Back in 2007 my partner and I decided to take a journey into Hungary to further investigate the research that we had conducted.  The journey was to be both, a pilgrimage and a mission.  Firstly, we were to trace her ancient heritage as a royal connection to ancient Mesopotamia, bloodlines descending from her mother and father.  The crucial line was that of her mother having descended from a prince who crossed the Carpathian Mountains and settled his people in the Carpathian Basin, already then occupied by the Arpad bloodlines, an ancient Hungarian people who settled the land around 990 A.D.  In the year 1000 A.D. the people converted to Roman Catholicism, crowning their first Christian king, Istvan, later becoming known as St. Stephen of Hungary by the Christian world.

It is this particular king who served our main focus.  There is much mystery and historical discrepancies concerning him.  We must remember that a country’s history, including important individuals within that country, is usually written by the victors.  For this reason we have two aspects of history: conventional history, and true history.  The historians who we were planning to meet, in this respect, were the true historians, and not the conventional historians who are more intend to keep historical lies and falsifications prevalent.  We know for certain that through the royal line of the Arpad sprung many kings and princesses who became saints within the Catholic Church.  To mention a few, naturally, St. Stephen, St. Laszlo, St. Margit, and St. Eszerbet, who became Germany’s patron saint.  With just these few you can see the importance Hungary played during the medieval era.  Most information surrounding these saints was deliberately supressed during both, the Hapsburg and later Russian communism and their Hungarian occupation during our modern era.  Today, freed from tyranny and communism the people first for knowledge and enlightenment.

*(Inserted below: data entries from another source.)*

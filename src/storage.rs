//! Storage layer for vulnboard
//!
//! SQLite persistence for scan results, vulnerabilities and risk factors.
//!
//! # Module Structure
//! - `database`: Connection and lifecycle management
//! - `models`: Data types shared with the service and HTTP layers
//! - `schema`: Table and index creation
//! - `extractors`: Stored-text decoding helpers (timestamps, risk factors)

mod database;
pub(crate) mod extractors;
mod models;
mod schema;

pub use database::Database;
pub use extractors::parse_risk_factors;
pub use models::{
    STATUS_ACTIVE, STATUS_FIXED, ScanResult, Statistics, Summary, Vulnerability,
    VulnerabilityFilters,
};
//! Mapping of core errors onto HTTP responses

use axum::Json;
use axum::http::StatusCode;
use axum::response::{IntoResponse, Response};
use tracing::error;

use crate::error::ScanError;

use super::types::ErrorResponse;

/// Error returned by handlers
#[derive(Debug)]
pub enum ApiError {
    /// Request body failed to decode
    BadRequest(&'static str),
    NotFound(&'static str),
    /// Fixed message shown to the client; the cause is only logged
    Unavailable(&'static str, ScanError),
    Core(ScanError),
}

impl From<ScanError> for ApiError {
    fn from(err: ScanError) -> Self {
        Self::Core(err)
    }
}

impl IntoResponse for ApiError {
    fn into_response(self) -> Response {
        let (status, message) = match self {
            Self::BadRequest(message) => (StatusCode::BAD_REQUEST, message.to_string()),
            Self::NotFound(message) => (StatusCode::NOT_FOUND, message.to_string()),
            Self::Unavailable(message, err) => {
                error!(error = %err, "{message}");
                (StatusCode::INTERNAL_SERVER_ERROR, message.to_string())
            }
            // Validation failures surface as 500 as well
            Self::Core(err) => {
                error!(error = %err, persistence = err.is_persistence(), "Request failed");
                (StatusCode::INTERNAL_SERVER_ERROR, err.to_string())
            }
        };

        (status, Json(ErrorResponse { error: message })).into_response()
    }
}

This is probably, if not, the most popular image of Saint Margit of Hungary.  The image can also be found on Margit Sziget (Margaret Island), located on the Duna River between Buda and Pest


We had in our possession our research material, other documentation from western Hungarian professors who had escaped Hungary after the 1956 revolution and who, in exile, had the freedom to conduct their research unhindered in the west.  Most importantly we possessed a photograph of the unmistakable ghostly apparition of St. Stephen, a photograph that came to us through mysterious means, having travelled from Hungary, to Tasmania, and then into our hands in the Australian mainland.  The photograph needed to be delivered due to some important anniversary lectures to be held in Budapest concerning this king in 2007.  The photo consisted of the translucent image of king Stephen reaching for his petrified right hand which is housed in the St. Istvan Basilica in Budapest, Hungary. In Hungarian tradition the right hand represented royal kingship and power, and his reaching for it, serves as an indication that he is not pleased with the turmoil and misfortune of the country and has a desire to rule again.   This put our planned journey on a very tight schedule, to be conducted in September of that year, and we would only have ten weeks to complete our journey before having to return to Australia due to other commitments.